Belgian chess master

Emmanuel Sapira (1900–1943) was a Romanian-born Belgian chess master.

Born in Romania, he moved to Belgium. He shared 2nd, behind George Koltanowski, at Ghent 1923 (Belgian Championship), took 2nd at Brussels 1923 (Koltanowski won), finished 1st at Antwerp 1924 (Quadrangular), took 10th at Brussels 1924 (Edgard Colle won), took 2nd at Brussels 1925 (Colle won), took 3rd at Spa 1926 (Fritz Sämisch and George Alan Thomas won), tied for 5–9th at Antwerp 1927 (Koltanowski won), and twice tied for 5–7th at Hastings 1927/28 and Hastings 1928/29, both Major A.

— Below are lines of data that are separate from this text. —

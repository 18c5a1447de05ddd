use proc_macro::TokenStream;
use proc_macro2::TokenStream as TokenStream2;
use quote::{format_ident, quote};
use syn::{parse_macro_input, spanned::Spanned, FnArg, Ident, ItemFn, Pat, Signature, Type};

/// Transform an asynchronous test into a synchronous one and inject
/// dependencies.
///
/// Injectable dependencies are [`rocket::local::asynchronous::Client`] and
/// `crate::testing::Harness`. Both are built around the same service, backed
/// by an in-memory store and a fake node. Pass `closed` to start the service
/// closed.
#[proc_macro_attribute]
pub fn vsp_test(args: TokenStream, input: TokenStream) -> TokenStream {
    let mut item_fn = parse_macro_input!(input as ItemFn);

    // Extract the injected arguments and reject invalid function signatures.
    let test_args = match check_sig(item_fn.sig.clone()) {
        Ok(args) => args,
        Err(err) => {
            return err.into_compile_error().into();
        }
    };

    let closed = match parse_macro_input!(args as Option<Ident>) {
        None => false,
        Some(arg) if arg == "closed" => true,
        Some(arg) => {
            return syn::Error::new(arg.span(), "Expected no argument or `closed`")
                .into_compile_error()
                .into();
        }
    };

    // Rename the future so the test can have its original name.
    let name = item_fn.sig.ident.clone();
    let new_name = format_ident!("{}_fut", name);
    item_fn.sig.ident = new_name.clone();

    // Rewrite the test function.
    quote! {
        #[test]
        fn #name() {
            /// Test setup.
            async fn setup() -> (rocket::local::asynchronous::Client, crate::testing::Harness) {
                crate::testing::init_logging();
                let harness = crate::testing::Harness::new(#closed);
                let rocket_client = rocket::local::asynchronous::Client::tracked(harness.rocket())
                    .await
                    .unwrap();
                (rocket_client, harness)
            }

            /// The test itself.
            #item_fn

            // Tests race requests against each other, so give them more than
            // one worker.
            let runtime = rocket::tokio::runtime::Builder::new_multi_thread()
                .thread_name("rocket-worker-test-thread")
                .worker_threads(2)
                .enable_all()
                .build()
                .unwrap();

            runtime.block_on(async {
                #[allow(unused_variables)]
                let (rocket_client, harness) = setup().await;
                #new_name(#(#test_args),*).await;
            });
        }
    }
    .into()
}

/// Ensure the wrapped test is async, extract parameters to inject, and reject unknown parameters.
fn check_sig(sig: Signature) -> Result<Vec<TokenStream2>, syn::Error> {
    if sig.asyncness.is_none() {
        return Err(syn::Error::new(sig.span(), "Test must be marked `async`"));
    }

    let mut has_client = false;
    let mut has_harness = false;
    let mut args = vec![];

    for input in &sig.inputs {
        if let FnArg::Typed(pat_type) = input {
            if let Pat::Ident(_) = &*pat_type.pat {
                if let Type::Path(type_path) = &*pat_type.ty {
                    if let Some(type_ident) = type_path.path.get_ident() {
                        if type_ident == "Client" {
                            if has_client {
                                return Err(syn::Error::new(input.span(), "Test cannot accept more than one `rocket::local::asynchronous::Client`"));
                            }
                            has_client = true;
                            args.push(quote! { rocket_client });
                            continue;
                        } else if type_ident == "Harness" {
                            if has_harness {
                                return Err(syn::Error::new(
                                    input.span(),
                                    "Test cannot accept more than one `Harness`",
                                ));
                            }
                            has_harness = true;
                            args.push(quote! { harness });
                            continue;
                        }
                    }
                }
            }
        }

        return Err(syn::Error::new(
            input.span(),
            "Expected one of `client_ident: Client` or `harness_ident: Harness`",
        ));
    }

    Ok(args)
}
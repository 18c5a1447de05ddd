use std::sync::atomic::{AtomicU64, Ordering};

use log::{debug, warn};
use reqwest::Client;
use serde::{de::DeserializeOwned, Deserialize, Serialize};
use serde_json::{json, Value};

use super::{Node, NodeError, RawTransaction};
use crate::model::hash::TxHash;

/// Node error code for "no information available about transaction".
const RPC_NO_TX_INFO: i64 = -5;
const UNKNOWN_OUTPUTS_MSG: &str = "references outputs of unknown or fully-spent transaction";
const ALREADY_HAVE_MSG: &str = "already have transaction";

#[derive(Serialize)]
struct RpcRequest<'a> {
    jsonrpc: &'static str,
    id: u64,
    method: &'a str,
    params: Value,
}

#[derive(Deserialize)]
struct RpcErrorBody {
    code: i64,
    message: String,
}

#[derive(Deserialize)]
struct RpcResponse<T> {
    result: Option<T>,
    error: Option<RpcErrorBody>,
}

#[derive(Deserialize)]
struct VerboseTx {
    hex: String,
    #[serde(default)]
    confirmations: i64,
}

/// JSON-RPC client for the node.
#[derive(Debug)]
pub struct RpcNode {
    client: Client,
    url: String,
    user: String,
    pass: String,
    next_id: AtomicU64,
}

impl RpcNode {
    pub fn new(url: String, user: String, pass: String) -> Self {
        Self {
            client: Client::new(),
            url,
            user,
            pass,
            next_id: AtomicU64::new(1),
        }
    }

    async fn call<T>(&self, method: &str, params: Value) -> Result<T, NodeError>
    where
        T: DeserializeOwned + Send,
    {
        let request = RpcRequest {
            jsonrpc: "1.0",
            id: self.next_id.fetch_add(1, Ordering::Relaxed),
            method,
            params,
        };
        debug!("Node rpc {method}");
        let response: RpcResponse<T> = self
            .client
            .post(&self.url)
            .basic_auth(&self.user, Some(&self.pass))
            .json(&request)
            .send()
            .await?
            .json()
            .await?;

        if let Some(err) = response.error {
            return Err(classify(err.code, err.message));
        }
        response
            .result
            .ok_or_else(|| NodeError::Malformed(format!("{method} returned no result")))
    }
}

/// Map a node error to the cases callers distinguish.
fn classify(code: i64, message: String) -> NodeError {
    if code == RPC_NO_TX_INFO {
        NodeError::NotFound(message)
    } else if message.contains(UNKNOWN_OUTPUTS_MSG) {
        NodeError::UnknownOutputs(message)
    } else {
        NodeError::Rpc { code, message }
    }
}

#[rocket::async_trait]
impl Node for RpcNode {
    async fn get_raw_transaction(&self, hash: &TxHash) -> Result<RawTransaction, NodeError> {
        let tx: VerboseTx = self
            .call("getrawtransaction", json!([hash.to_string(), 1]))
            .await?;
        Ok(RawTransaction {
            hash: *hash,
            hex: tx.hex,
            confirmations: tx.confirmations,
        })
    }

    async fn exists_live_ticket(&self, hash: &TxHash) -> Result<bool, NodeError> {
        self.call("existsliveticket", json!([hash.to_string()]))
            .await
    }

    async fn broadcast_transaction(&self, hex: &str) -> Result<(), NodeError> {
        match self
            .call::<String>("sendrawtransaction", json!([hex, false]))
            .await
        {
            Ok(_) => Ok(()),
            Err(NodeError::Rpc { message, .. }) if message.contains(ALREADY_HAVE_MSG) => {
                warn!("Node already has transaction, treating broadcast as done");
                Ok(())
            }
            Err(e) => Err(e),
        }
    }
}
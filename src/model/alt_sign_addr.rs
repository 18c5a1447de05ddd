use serde::{Deserialize, Serialize};

use super::hash::TxHash;

/// One accepted change of a ticket's signing address.
///
/// The exact request and response bodies are kept together with both
/// signatures, so the exchange that authorised the change can be shown
/// verbatim later.
#[derive(Debug, Clone, PartialEq, Eq, Serialize, Deserialize)]
pub struct AltSignAddrData {
    pub ticket_hash: TxHash,
    pub alt_sign_addr: String,
    pub req: String,
    pub req_sig: String,
    pub resp: String,
    pub resp_sig: String,
}
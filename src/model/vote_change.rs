use serde::{Deserialize, Serialize};

use super::hash::TxHash;

/// Audit record of one accepted vote choice update.
#[derive(Debug, Clone, PartialEq, Eq, Serialize, Deserialize)]
pub struct VoteChangeRecord {
    pub ticket_hash: TxHash,
    pub request: String,
    pub request_sig: String,
    pub response: String,
    pub response_sig: String,
}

Sapira played for Belgium at first board in the 2nd Chess Olympiad at The Hague 1928, and in a match against "World" at Antwerp 1931.

He took 2nd at Hastings 1931/32 (Major A), took 6th at Antwerp 1932 (Koltanowski won), tied for 4–7th at Brussels 1937 (BEL-ch, Paul Devos and Alberic O'Kelly de Galway won), took 7th at Namur 1938 (BEL-ch, O'Kelly won).

Sapira and his parents escaped from Belgium to London during the Second World War; he died there in 1943.